By most standards, I am considered something of a Star Wars die-hard, and my record of franchise loyalty - including home-made Jedi robes worn in high school, choreographed light saber battles, full-scale cardboard stand-ups of Boba Fett in the bedroom, and ownership of most every Star Wars novel, comic book, and video game released up until 2004 - proudly affirms this reputation. Yet something about the upcoming Star Trek reboot has really tickled my Wookie.
Although I never got into the original 1960s series - I was more of a Buck Rogers in the 21st Century kind of 8-year-old - I did go through my own Trek phase. (Hey, a kid could only watch The Empire Strikes Back so many times before the VHS tape wore out.) To date, my longest-running committed relationship has been with Seven of Nine from the Voyager series, and I've seen The Next Generation enough times to know that Deep Space 9 was no good. But as the times changed, this paradigm of cheesy science fiction lost its hold, and I realized that my heart was only big enough for one galactic saga. (After all, playing with plastic lightsabers is so much more fun than playing with phasers ... and unlike Trekkies, Jedi Knights don't need to use a holo-deck to get a date.)
So some 10 years later, I greeted the news of this "hip and bold" Star Trek remake with a mixture of detached nostalgia and shameful fascination - feelings which no self-respecting Star Wars fan should ever publicly express. Then The Heights assigned me to the film's press circuit, and in a telephone interview, Chris Pine (as future Enterprise captain James T. Kirk) and Zach Quinto (as the pointy-eared Spock) not only absolved me of my guilt, but also motivated me to articulate five good reasons why other Star Wars devotees should be just as excited.

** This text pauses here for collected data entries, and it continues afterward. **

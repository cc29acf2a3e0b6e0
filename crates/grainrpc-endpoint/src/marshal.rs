//! By-reference marshalling.
//!
//! A [`ByRef`] travels as a grain reference instead of a copy of the
//! object. The `origin` of a reference is relative to the message that
//! carries it: `Sender` means the grain lives at the endpoint that wrote
//! the message, `Receiver` means it lives at the endpoint reading it.
//!
//! Encoding and decoding happen inside a thread-local [`MarshalScope`]
//! that gives `ByRef`'s serde impls access to the endpoint's registry.

use std::cell::RefCell;
use std::fmt;
use std::ops::Deref;
use std::sync::{Arc, Weak};

use serde::de::Error as _;
use serde::ser::Error as _;
use serde::{Deserialize, Deserializer, Serialize, Serializer};

use crate::error::{CallResult, EndpointError, RpcError};
use crate::ids::GrainId;
use crate::interface::RemoteInterface;
use crate::proxy::CallChannel;
use crate::registry::GrainRegistry;

#[derive(Debug, Clone, Copy, PartialEq, Eq, Serialize, Deserialize)]
#[serde(rename_all = "snake_case")]
pub enum GrainOrigin {
    Sender,
    Receiver,
}

/// Wire form of a by-reference value.
#[derive(Debug, Clone, Copy, PartialEq, Eq, Serialize, Deserialize)]
pub struct GrainRef {
    pub id: GrainId,
    pub origin: GrainOrigin,
}

/// A remote interface passed by reference.
///
/// Sending a local subject creates (or reuses) a servant for it; the peer
/// receives a proxy. Sending a proxy back to the endpoint that owns the
/// grain yields the original subject there, never a proxy of a proxy.
pub struct ByRef<I: ?Sized>(Arc<I>);

impl<I: ?Sized> ByRef<I> {
    pub fn new(object: Arc<I>) -> Self {
        Self(object)
    }

    pub fn into_inner(self) -> Arc<I> {
        self.0
    }

    pub fn as_arc(&self) -> &Arc<I> {
        &self.0
    }

    pub fn ptr_eq(&self, other: &Self) -> bool {
        Arc::ptr_eq(&self.0, &other.0)
    }
}

impl<I: ?Sized> Clone for ByRef<I> {
    fn clone(&self) -> Self {
        Self(Arc::clone(&self.0))
    }
}

impl<I: ?Sized> Deref for ByRef<I> {
    type Target = I;

    fn deref(&self) -> &I {
        &self.0
    }
}

impl<I: ?Sized> From<Arc<I>> for ByRef<I> {
    fn from(object: Arc<I>) -> Self {
        Self(object)
    }
}

impl<I: ?Sized> fmt::Debug for ByRef<I> {
    fn fmt(&self, f: &mut fmt::Formatter<'_>) -> fmt::Result {
        write!(f, "ByRef({:p})", Arc::as_ptr(&self.0) as *const ())
    }
}

impl<I: ?Sized + RemoteInterface> Serialize for ByRef<I> {
    fn serialize<S: Serializer>(&self, serializer: S) -> Result<S::Ok, S::Error> {
        let grain = with_scope(|scope| scope.export(&self.0)).map_err(S::Error::custom)?;
        grain.serialize(serializer)
    }
}

impl<'de, I: ?Sized + RemoteInterface> Deserialize<'de> for ByRef<I> {
    fn deserialize<D: Deserializer<'de>>(deserializer: D) -> Result<Self, D::Error> {
        let grain = GrainRef::deserialize(deserializer)?;
        with_scope(|scope| scope.import::<I>(grain))
            .map(ByRef)
            .map_err(D::Error::custom)
    }
}

/// Registry access for by-reference values of one endpoint.
pub(crate) struct MarshalScope {
    endpoint: String,
    registry: Arc<GrainRegistry>,
    channel: Weak<dyn CallChannel>,
}

impl MarshalScope {
    pub(crate) fn new(
        endpoint: impl Into<String>,
        registry: Arc<GrainRegistry>,
        channel: Weak<dyn CallChannel>,
    ) -> Self {
        Self {
            endpoint: endpoint.into(),
            registry,
            channel,
        }
    }

    fn export<I: ?Sized + RemoteInterface>(&self, object: &Arc<I>) -> CallResult<GrainRef> {
        if let Some(id) = self.registry.proxy_id(object) {
            return Ok(GrainRef {
                id,
                origin: GrainOrigin::Receiver,
            });
        }
        let id = self
            .registry
            .get_existing_or_create_new_servant(object)
            .map_err(registry_error)?;
        Ok(GrainRef {
            id,
            origin: GrainOrigin::Sender,
        })
    }

    fn import<I: ?Sized + RemoteInterface>(&self, grain: GrainRef) -> CallResult<Arc<I>> {
        match grain.origin {
            GrainOrigin::Sender => self
                .registry
                .get_existing_or_create_new_proxy::<I>(grain.id, self.channel.clone(), true)
                .map_err(registry_error),
            GrainOrigin::Receiver => {
                self.registry
                    .retrieve_subject::<I>(grain.id)
                    .ok_or_else(|| RpcError::NoSuchServant {
                        endpoint: self.endpoint.clone(),
                        grain_id: grain.id,
                        interface: I::descriptor().name.to_string(),
                        method: String::new(),
                        num_servants: self.registry.num_servants(),
                        num_proxies: self.registry.num_proxies(),
                    })
            }
        }
    }
}

fn registry_error(err: EndpointError) -> RpcError {
    match err {
        EndpointError::TypeMismatch(message) => RpcError::TypeMismatch { message },
        other => RpcError::marshal(other),
    }
}

thread_local! {
    static SCOPES: RefCell<Vec<Arc<MarshalScope>>> = const { RefCell::new(Vec::new()) };
}

/// Keeps a scope active until dropped.
pub(crate) struct ScopeGuard {
    _not_send: std::marker::PhantomData<*const ()>,
}

impl Drop for ScopeGuard {
    fn drop(&mut self) {
        SCOPES.with(|scopes| {
            scopes.borrow_mut().pop();
        });
    }
}

pub(crate) fn enter(scope: Arc<MarshalScope>) -> ScopeGuard {
    SCOPES.with(|scopes| scopes.borrow_mut().push(scope));
    ScopeGuard {
        _not_send: std::marker::PhantomData,
    }
}

fn with_scope<R>(f: impl FnOnce(&MarshalScope) -> CallResult<R>) -> CallResult<R> {
    let scope = SCOPES
        .with(|scopes| scopes.borrow().last().cloned())
        .ok_or_else(|| {
            RpcError::marshal("by-reference values can only be sent through an endpoint")
        })?;
    f(&scope)
}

1. Better than the prequels: Right off the bat, there is one painfully obvious reason why Star Wars fans should support their Trekkie brethren: because Episodes I, II, and III sucked, and blockbuster science-fiction needs some major redeeming. There were variations on the suck-o-meter, of course - Attack of the Clones made Revenge of the Sith look like Lawrence of Arabia in comparison - but none of them were what any sober viewer would call "good." J.J. Abrams' Star Trek, luckily, does not look to repeat the mistakes of its special-effects bloated rivals. While there are things that that die-hard Trekkies can look forward to, Quinto stressed that "non-fans can look forward to the fact that this is a movie that's much more about relationships and characters [than it is about] planets and starships and aliens." (So what, no Jar-Jar Binks?)
2. Trek Meets "The Last Lecture": Director J. J. Abrams gave Randy Pausch - the Carnegie Mellon Professor who famously gave his "Last Lecture" after a diagnosis of terminal pancreatic cancer - a cameo, because aside from being an inspirational figure, he was also a life-long Trek fan. In contrast, George Lucas gave the boy-band 'N Sync a split-second appearance in Clones, because his 13-year-old daughter begged him to. (On a brighter note, the pop stars were quickly annihilated by killer robots.)
3. Spock Likes Ewoks: Certainly no substitute for Yoda, Zack Quinto does at least seem poised to bring sexy back to the whole pointy-eared Zen-master persona - which has been sorely lacking since Frank Oz's classic green puppet last bowed in 1983's Return of the Jedi. Think of Spock as a much taller, slightly less mature version of the great Jedi Master. (Who also uses a lot more product in his hair.) Appropriately, Quinto confirms that as a child, "I was really, really into Star Wars, Empire Strikes Back." More importantly, Quinto also confessed to something with which all grown men can relate, but probably wouldn't admit: "Ewoks were my life for some time."
4. Hayden Christensen Isn't In It: 'Nuff said.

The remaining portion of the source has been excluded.